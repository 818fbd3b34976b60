// Copyright 2025-present Tregu Engineering
// SPDX-License-Identifier: Apache-2.0

//! Size-token parsing: queries and the five legacy catalog shapes.
//!
//! The legal size vocabulary is fixed: standard letter codes (XXXS…6XL) or
//! numeric codes of 1–3 digits with an optional single decimal place
//! ("38", "38.5", "104"). European decimal commas are accepted and folded
//! to a dot.
//!
//! Catalog items have accumulated five ways of declaring sizes over the
//! years: a single string, a delimited string, a list of strings, a map
//! whose keys are sizes, and a list of variant objects each carrying a
//! size. [`SizeField`] models them as an untagged union; each shape has its
//! own extractor, and [`extract_size_tokens`] folds whichever one applies
//! into a set. Malformed data contributes nothing — there is no error path.

use serde::{Deserialize, Serialize};
use serde_json::Value;
use std::collections::{BTreeMap, BTreeSet};

/// Standard letter sizes, smallest to largest.
pub const LETTER_SIZES: [&str; 12] = [
    "XXXS", "XXS", "XS", "S", "M", "L", "XL", "XXL", "XXXL", "4XL", "5XL", "6XL",
];

/// Normalize one candidate against the legal size vocabulary.
///
/// Letter sizes are trimmed and upper-cased; numerics must be 1–3 digits
/// with at most one decimal place. Anything else is rejected silently.
pub fn canonical_size(raw: &str) -> Option<String> {
    let trimmed = raw.trim();
    if trimmed.is_empty() {
        return None;
    }

    let upper = trimmed.to_uppercase();
    if LETTER_SIZES.contains(&upper.as_str()) {
        return Some(upper);
    }

    // Numeric: 1-3 digits, optional single decimal, comma tolerated
    let dotted = trimmed.replace(',', ".");
    let (int_part, frac_part) = match dotted.split_once('.') {
        Some((i, f)) => (i, Some(f)),
        None => (dotted.as_str(), None),
    };
    let int_ok = (1..=3).contains(&int_part.len()) && int_part.bytes().all(|b| b.is_ascii_digit());
    let frac_ok = match frac_part {
        None => true,
        Some(f) => f.len() == 1 && f.bytes().all(|b| b.is_ascii_digit()),
    };
    if int_ok && frac_ok {
        Some(dotted)
    } else {
        None
    }
}

/// Split a raw query into explicit size tokens and the remaining free text.
///
/// Each whitespace-delimited piece is tested against the size vocabulary;
/// matches go to the size set, the rest is rejoined in original order with
/// spacing collapsed. A token that is both a valid size and a word ("M") is
/// always treated as a size — callers wanting the literal word must not
/// route it through here.
pub fn parse_size_query(raw: &str) -> (BTreeSet<String>, String) {
    let mut sizes = BTreeSet::new();
    let mut rest: Vec<&str> = Vec::new();
    for piece in raw.split_whitespace() {
        match canonical_size(piece) {
            Some(size) => {
                sizes.insert(size);
            }
            None => rest.push(piece),
        }
    }
    (sizes, rest.join(" "))
}

/// One entry of the variant-object size shape. Unknown keys are ignored.
#[derive(Debug, Clone, Serialize, Deserialize)]
pub struct SizeVariant {
    #[serde(default, alias = "label")]
    pub size: Option<String>,
}

/// The five legacy size shapes, as one untagged union.
///
/// Deserialization tries the variants in order: a bare string covers both
/// the single and the delimited shape, a list of strings before a list of
/// objects, and a size-keyed map last.
#[derive(Debug, Clone, Serialize, Deserialize)]
#[serde(untagged)]
pub enum SizeField {
    /// `"M"` or `"S,M,L"` / `"S/M/L"`
    Scalar(String),
    /// `["S", "M", "L"]`
    List(Vec<String>),
    /// `[{"size": "M", "stock": 3}, …]`
    Variants(Vec<SizeVariant>),
    /// `{"M": 3, "L": 0}`
    Keyed(BTreeMap<String, Value>),
}

/// Delimiters seen in the delimited-string shape.
const SCALAR_DELIMITERS: [char; 4] = [',', ';', '/', '|'];

fn from_scalar(value: &str) -> BTreeSet<String> {
    value
        .split(SCALAR_DELIMITERS)
        .filter_map(canonical_size)
        .collect()
}

fn from_list(values: &[String]) -> BTreeSet<String> {
    values.iter().filter_map(|v| canonical_size(v)).collect()
}

fn from_variants(variants: &[SizeVariant]) -> BTreeSet<String> {
    variants
        .iter()
        .filter_map(|v| v.size.as_deref().and_then(canonical_size))
        .collect()
}

fn from_keys(map: &BTreeMap<String, Value>) -> BTreeSet<String> {
    map.keys().filter_map(|k| canonical_size(k)).collect()
}

/// Accumulate every valid size token an item declares, whatever shape its
/// size data takes. Missing or malformed data yields an empty set.
pub fn extract_size_tokens(field: Option<&SizeField>) -> BTreeSet<String> {
    match field {
        None => BTreeSet::new(),
        Some(SizeField::Scalar(value)) => from_scalar(value),
        Some(SizeField::List(values)) => from_list(values),
        Some(SizeField::Variants(variants)) => from_variants(variants),
        Some(SizeField::Keyed(map)) => from_keys(map),
    }
}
====
:: Required action ::
Start at the first line of the entries above. Set down each line exactly through the one with "strings, a map", and stop there.

:: Exercise result ::
repository 818fbd3b34976b60
// Copyright 2025-present Tregu Engineering
// SPDX-License-Identifier: Apache-2.0

//! Size-token parsing: queries and the five legacy catalog shapes.
//!
//! The legal size vocabulary is fixed: standard letter codes (XXXS…6XL) or
//! numeric codes of 1–3 digits with an optional single decimal place
//! ("38", "38.5", "104"). European decimal commas are accepted and folded
//! to a dot.
//!
//! Catalog items have accumulated five ways of declaring sizes over the
//! years: a single string, a delimited string, a list of strings, a map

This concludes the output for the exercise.